Outrageous Predictions For 2017 – COPENHAGEN, Denmark, December 7, 2016 /PRNewswire/ — Will this be the year when China exceeds growth expectations, Brexit turns into Bremain, the Mexican peso soars and Italian banks turn out to the best performing equity asset class?
Saxo Bank, the online multi-asset trading and investment specialist, has today released its annual set of ‘Outrageous Predictions’ for the year ahead.
Continuing in the tradition of making a selection of calls aimed at provoking conversation on what might surprise or shock the investment returns in the year ahead this year’s predictions cover a range of scenarios, including a Chinese growth rebound, an Italian bank rally, Brexit giving way to Bremain and the EU’s willingness to change in the face of populist backlash, among others. The Outrageous Predictions should not be considered Saxo’s official market outlook, it is instead the events and market moves deemed outliers with huge potentials for upsetting consensus views.
Steen Jakobsen, Chief Economist at Saxo Bank, commented: “After a year in which reality has managed to surpass even seemingly unlikely calls – with the Brexit surprise and the US election outcome – the common theme for our Outrageous Predictions for 2017 is that desperate times call for desperate actions.

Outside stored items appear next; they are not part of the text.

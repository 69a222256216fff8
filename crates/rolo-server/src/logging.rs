//! Tracing subscriber setup.
//!
//! Misconfiguration never stops the server: an unparseable option falls back
//! to its default and a warning is logged once the subscriber is up.

use std::{
  fs::{File, OpenOptions},
  io,
  path::PathBuf,
  sync::Mutex,
};

use anyhow::Context as _;
use serde::Deserialize;
use tracing::level_filters::LevelFilter;
use tracing_subscriber::{EnvFilter, fmt::writer::BoxMakeWriter};

/// The path that selects the discarding writer.
pub const DEV_NULL: &str = "/dev/null";

/// `[log]` section of the configuration.
#[derive(Debug, Clone, Default, Deserialize)]
pub struct LogConfig {
  /// `debug`, `info`, `warn` or `error`. Empty defers to `RUST_LOG`, then
  /// `info`.
  #[serde(default)]
  pub level:  String,
  /// `text` or `json`. Empty means `text`.
  #[serde(default)]
  pub format: String,
  /// Append logs to this file. Empty or `-` means stdout.
  #[serde(default)]
  pub file:   String,
}

#[derive(Debug, Clone, Copy, PartialEq, Eq)]
pub enum Format {
  Text,
  Json,
}

pub enum Output {
  Stdout,
  Discard,
  File(PathBuf, File),
}

/// A [`LogConfig`] with every option resolved to something usable.
pub struct Resolved {
  /// `None` means "read `RUST_LOG`".
  pub level:    Option<LevelFilter>,
  pub format:   Format,
  pub output:   Output,
  /// Fallbacks taken while resolving, to be logged after init.
  pub warnings: Vec<String>,
}

fn parse_level(s: &str) -> Result<Option<LevelFilter>, ()> {
  match s.to_ascii_lowercase().as_str() {
    "" => Ok(None),
    "debug" => Ok(Some(LevelFilter::DEBUG)),
    "info" => Ok(Some(LevelFilter::INFO)),
    "warn" => Ok(Some(LevelFilter::WARN)),
    "error" => Ok(Some(LevelFilter::ERROR)),
    _ => Err(()),
  }
}

impl LogConfig {
  pub fn resolve(&self) -> Resolved {
    let mut warnings = Vec::new();

    let level = parse_level(&self.level).unwrap_or_else(|()| {
      warnings.push(format!("could not parse logger level {:?}", self.level));
      None
    });

    let format = match self.format.to_ascii_lowercase().as_str() {
      "" | "text" => Format::Text,
      "json" => Format::Json,
      other => {
        warnings.push(format!("could not parse logger format {other:?}"));
        Format::Text
      }
    };

    let output = match self.file.as_str() {
      "" | "-" => Output::Stdout,
      DEV_NULL => Output::Discard,
      path => match OpenOptions::new().append(true).create(true).open(path) {
        Ok(file) => Output::File(PathBuf::from(path), file),
        Err(e) => {
          warnings.push(format!("could not open logger file {path:?}: {e}"));
          Output::Stdout
        }
      },
    };

    Resolved { level, format, output, warnings }
  }
}

/// Install the global subscriber described by `config`.
pub fn init(config: &LogConfig) -> anyhow::Result<()> {
  let Resolved { level, format, output, warnings } = config.resolve();

  let filter = match level {
    Some(level) => EnvFilter::default().add_directive(level.into()),
    None => EnvFilter::builder()
      .with_default_directive(LevelFilter::INFO.into())
      .from_env_lossy(),
  };

  let ansi = matches!(output, Output::Stdout);
  let (writer, path) = match output {
    Output::Stdout => (BoxMakeWriter::new(io::stdout), None),
    Output::Discard => (BoxMakeWriter::new(io::sink), None),
    Output::File(path, file) => (BoxMakeWriter::new(Mutex::new(file)), Some(path)),
  };

  let builder = tracing_subscriber::fmt()
    .with_env_filter(filter)
    .with_writer(writer)
    .with_ansi(ansi);
  let installed = match format {
    Format::Text => builder.try_init(),
    Format::Json => builder.json().try_init(),
  };
  installed
    .map_err(|e| anyhow::anyhow!(e))
    .context("failed to install tracing subscriber")?;

  if let Some(path) = path {
    tracing::info!(path = %path.display(), ?format, "logging to file");
  }
  for warning in warnings {
    tracing::warn!("{warning}");
  }
  Ok(())
}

“With change always happening in times of crisis, 2017 may be a wakeup call which sees a real departure from the ‘business as usual’, both in central bank expansionism and government austerity policies which have characterized the post-2009 crisis.
“As some of our past outrageous predictions have turned out to be far less outrageous that at first thought, it is important that investors are aware of the range of possibilities outside of the market consensus so that they can make informed decisions, even in seemingly unlikely market scenarios.”

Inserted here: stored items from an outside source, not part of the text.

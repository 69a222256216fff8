//! Operational HTTP endpoints.
//!
//! - `/liveness`  : always 200 while the process serves requests
//! - `/readiness` : 200, or 503 once shutdown has begun
//! - `/metrics`   : Prometheus text format

use axum::{
  extract::State,
  http::{StatusCode, header},
  response::{IntoResponse, Response},
};
use rolo_core::store::ContactStore;

use crate::AppState;

pub async fn liveness() -> StatusCode { StatusCode::OK }

pub async fn readiness<S: ContactStore>(State(state): State<AppState<S>>) -> StatusCode {
  if state.is_ready() {
    StatusCode::OK
  } else {
    StatusCode::SERVICE_UNAVAILABLE
  }
}

pub async fn metrics<S: ContactStore>(State(state): State<AppState<S>>) -> Response {
  let contacts = u64::try_from(state.store.len()).unwrap_or(u64::MAX);
  let body = state.metrics.render(&[("rolo_contacts", contacts)]);
  (
    StatusCode::OK,
    [(header::CONTENT_TYPE, "text/plain; version=0.0.4; charset=utf-8")],
    body,
  )
    .into_response()
}
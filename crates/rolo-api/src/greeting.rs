//! Handler for `GET /greeting/{name}`.

use axum::Json;
use serde::Serialize;

use crate::{error::ApiError, extract::PathParam};

/// Longest name accepted, in characters.
pub const MAX_NAME_LEN: usize = 30;

#[derive(Debug, Serialize)]
pub struct Greeting {
  pub message: String,
}

/// `GET /greeting/{name}` returns `{"message":"Hello, <name>!"}`.
pub async fn handler(PathParam(name): PathParam<String>) -> Result<Json<Greeting>, ApiError> {
  let len = name.chars().count();
  if len > MAX_NAME_LEN {
    return Err(ApiError::Unprocessable(format!(
      "name: expected length <= {MAX_NAME_LEN}, got {len}"
    )));
  }
  Ok(Json(Greeting { message: format!("Hello, {name}!") }))
}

It is in this spirit that we release Saxo Bank’s Outrageous Predictions for 2017:
- China GDP swells to 8% and the SHCOMP hits 5,000
China understands that it has reached the end of the road of its manufacturing and infrastructure growth phase and, through a massive stimulus from fiscal and monetary policies, opens up capital markets to successfully steer a transition to consumption-led growth. This results in 8% growth in 2017, with the resurgence owing to the growth in the services sector. Euphoria over private consumption-driven growth sees the Shanghai Composite Index double from its 2016 level, surpassing 5,000.
- Desperate Fed follows BoJ lead to fix 10-year Treasuries at 1.5%
As US dollar and US interest rates rise in increasingly painful fashion in 2017, the testosterone driven fiscal policy of the new US President leads US 10-year yields to reach 3%, causing market panic. On the verge of disaster, the Federal Reserve copies the Bank of Japan’s Yield Curve Control, by fixing the 10-year Government yield at 1.5%, but from a different angle, effectively introducing QE4 or QE Endless. This in turn promptly stops the selloff in global equity and bond markets, leading to the biggest gain for bond markets in seven years. Critical voices are lost in the roar of yet another central bank-infused rally.

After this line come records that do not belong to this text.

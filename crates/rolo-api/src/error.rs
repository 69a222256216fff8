//! API error type and [`axum::response::IntoResponse`] implementation.

use axum::{
  Json,
  extract::rejection::{JsonRejection, PathRejection, QueryRejection},
  http::StatusCode,
  response::{IntoResponse, Response},
};
use serde_json::json;
use thiserror::Error;

/// An error returned by an API handler.
#[derive(Debug, Error)]
pub enum ApiError {
  #[error("not found: {0}")]
  NotFound(String),

  #[error("bad request: {0}")]
  BadRequest(String),

  #[error("payload too large: {0}")]
  PayloadTooLarge(String),

  #[error("unsupported media type: {0}")]
  UnsupportedMediaType(String),

  /// Well-formed request whose content fails validation (e.g. a birthday
  /// that is not a `YYYY-MM-DD` date).
  #[error("unprocessable entity: {0}")]
  Unprocessable(String),

  #[error("internal error: {0}")]
  Internal(String),
}

impl ApiError {
  pub fn status(&self) -> StatusCode {
    match self {
      ApiError::NotFound(_) => StatusCode::NOT_FOUND,
      ApiError::BadRequest(_) => StatusCode::BAD_REQUEST,
      ApiError::PayloadTooLarge(_) => StatusCode::PAYLOAD_TOO_LARGE,
      ApiError::UnsupportedMediaType(_) => StatusCode::UNSUPPORTED_MEDIA_TYPE,
      ApiError::Unprocessable(_) => StatusCode::UNPROCESSABLE_ENTITY,
      ApiError::Internal(_) => StatusCode::INTERNAL_SERVER_ERROR,
    }
  }

  /// Keep the status axum picked for an extractor rejection, with our body.
  fn rejected(status: StatusCode, text: String) -> Self {
    match status {
      StatusCode::NOT_FOUND => ApiError::NotFound(text),
      StatusCode::PAYLOAD_TOO_LARGE => ApiError::PayloadTooLarge(text),
      StatusCode::UNSUPPORTED_MEDIA_TYPE => ApiError::UnsupportedMediaType(text),
      StatusCode::UNPROCESSABLE_ENTITY => ApiError::Unprocessable(text),
      s if s.is_server_error() => ApiError::Internal(text),
      _ => ApiError::BadRequest(text),
    }
  }
}

impl From<rolo_core::Error> for ApiError {
  fn from(e: rolo_core::Error) -> Self {
    match e {
      rolo_core::Error::NotFound(id) => ApiError::NotFound(format!("id {id} not found")),
    }
  }
}

impl From<JsonRejection> for ApiError {
  fn from(r: JsonRejection) -> Self { Self::rejected(r.status(), r.body_text()) }
}

impl From<QueryRejection> for ApiError {
  fn from(r: QueryRejection) -> Self { Self::rejected(r.status(), r.body_text()) }
}

impl From<PathRejection> for ApiError {
  fn from(r: PathRejection) -> Self { Self::rejected(r.status(), r.body_text()) }
}

impl IntoResponse for ApiError {
  fn into_response(self) -> Response {
    let status = self.status();
    if status.is_server_error() {
      tracing::error!(err = %self, status = status.as_u16(), "error occurred");
    } else {
      tracing::warn!(err = %self, status = status.as_u16(), "error occurred");
    }
    let message = match self {
      ApiError::NotFound(m)
      | ApiError::BadRequest(m)
      | ApiError::PayloadTooLarge(m)
      | ApiError::UnsupportedMediaType(m)
      | ApiError::Unprocessable(m)
      | ApiError::Internal(m) => m,
    };
    (status, Json(json!({ "error": message }))).into_response()
  }
}

#[cfg(test)]
mod tests {
  use super::*;

  async fn body_of(err: ApiError) -> (StatusCode, serde_json::Value) {
    let resp = err.into_response();
    let status = resp.status();
    let bytes = axum::body::to_bytes(resp.into_body(), usize::MAX).await.unwrap();
    (status, serde_json::from_slice(&bytes).unwrap())
  }

  #[tokio::test]
  async fn internal_is_500_with_json_body() {
    let (status, body) = body_of(ApiError::Internal("store unavailable".into())).await;
    assert_eq!(status, StatusCode::INTERNAL_SERVER_ERROR);
    assert_eq!(body["error"], "store unavailable");
  }

  #[tokio::test]
  async fn core_not_found_names_the_id() {
    let (status, body) = body_of(rolo_core::Error::not_found(7).into()).await;
    assert_eq!(status, StatusCode::NOT_FOUND);
    assert_eq!(body["error"], "id 7 not found");
  }

  #[test]
  fn rejection_statuses_are_kept() {
    let cases = [
      (StatusCode::UNPROCESSABLE_ENTITY, StatusCode::UNPROCESSABLE_ENTITY),
      (StatusCode::UNSUPPORTED_MEDIA_TYPE, StatusCode::UNSUPPORTED_MEDIA_TYPE),
      (StatusCode::PAYLOAD_TOO_LARGE, StatusCode::PAYLOAD_TOO_LARGE),
      (StatusCode::INTERNAL_SERVER_ERROR, StatusCode::INTERNAL_SERVER_ERROR),
      (StatusCode::METHOD_NOT_ALLOWED, StatusCode::BAD_REQUEST),
    ];
    for (from, to) in cases {
      assert_eq!(ApiError::rejected(from, String::new()).status(), to, "{from}");
    }
  }
}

- High-yield default rate exceeds 25%
With the long-term average default rate for high yield bonds being 3.77%, jumping during the US recessions of 1990, 2000 and 2009 to 16%, 10% and 12% respectively, 2017 sees default rates as high as 25%. As we reach the limits of central bank intervention, governments around the world move towards fiscal stimulus, leading to a rise in interest rates (ex Japan), thus steepening the yield curve dramatically. As trillions of corporate bonds face the world of hurt, the problem is exacerbated by a rotation away from bond funds, widening spreads and making refinancing of low grade debt impossible. With default rates reaching 25%, inefficient corporate actors are no longer viable allowing for a more efficient allocation of capital.
- Brexit never happens as the UK Bremains
The global populist uprising, seen across both sides of the Atlantic, disciplines the EU leadership into a more cooperative stance towards the UK. As negotiations progress, the EU makes key concessions on immigration and on passporting rights for UK-based financial services firms, and by the time Article 50 is triggered and put before Parliament, it is turned down in favour of the new deal. The UK is kept within the EU’s orbit, the Bank of England hikes the rate to 0.5% and EURGBP plummets to 0.7300 – invoking the symbolism of 1973, the year of UK’s entry into the EEC.
- Doctor copper catches a cold
Copper was one of the clear commodity winners following the US election; however in 2017 the market begins to realise that the new president will struggle to deliver the promised investments and the expected increase in copper demand fails to materialise. Faced with growing discontent at home, President Trump turns up the volume on protectionism, introducing trade barriers that will spell trouble for emerging markets as well as Europe. Global growth starts weakening while China’s demand for industrial metals slows as it move towards a consumption-led growth. Once HG Copper breaches a trend-line support, going back all the way to 2002 at $2/lb, the floodgates open and a wave of speculative selling helps send copper down to the 2009 financial-crisis low at $1.25/lb.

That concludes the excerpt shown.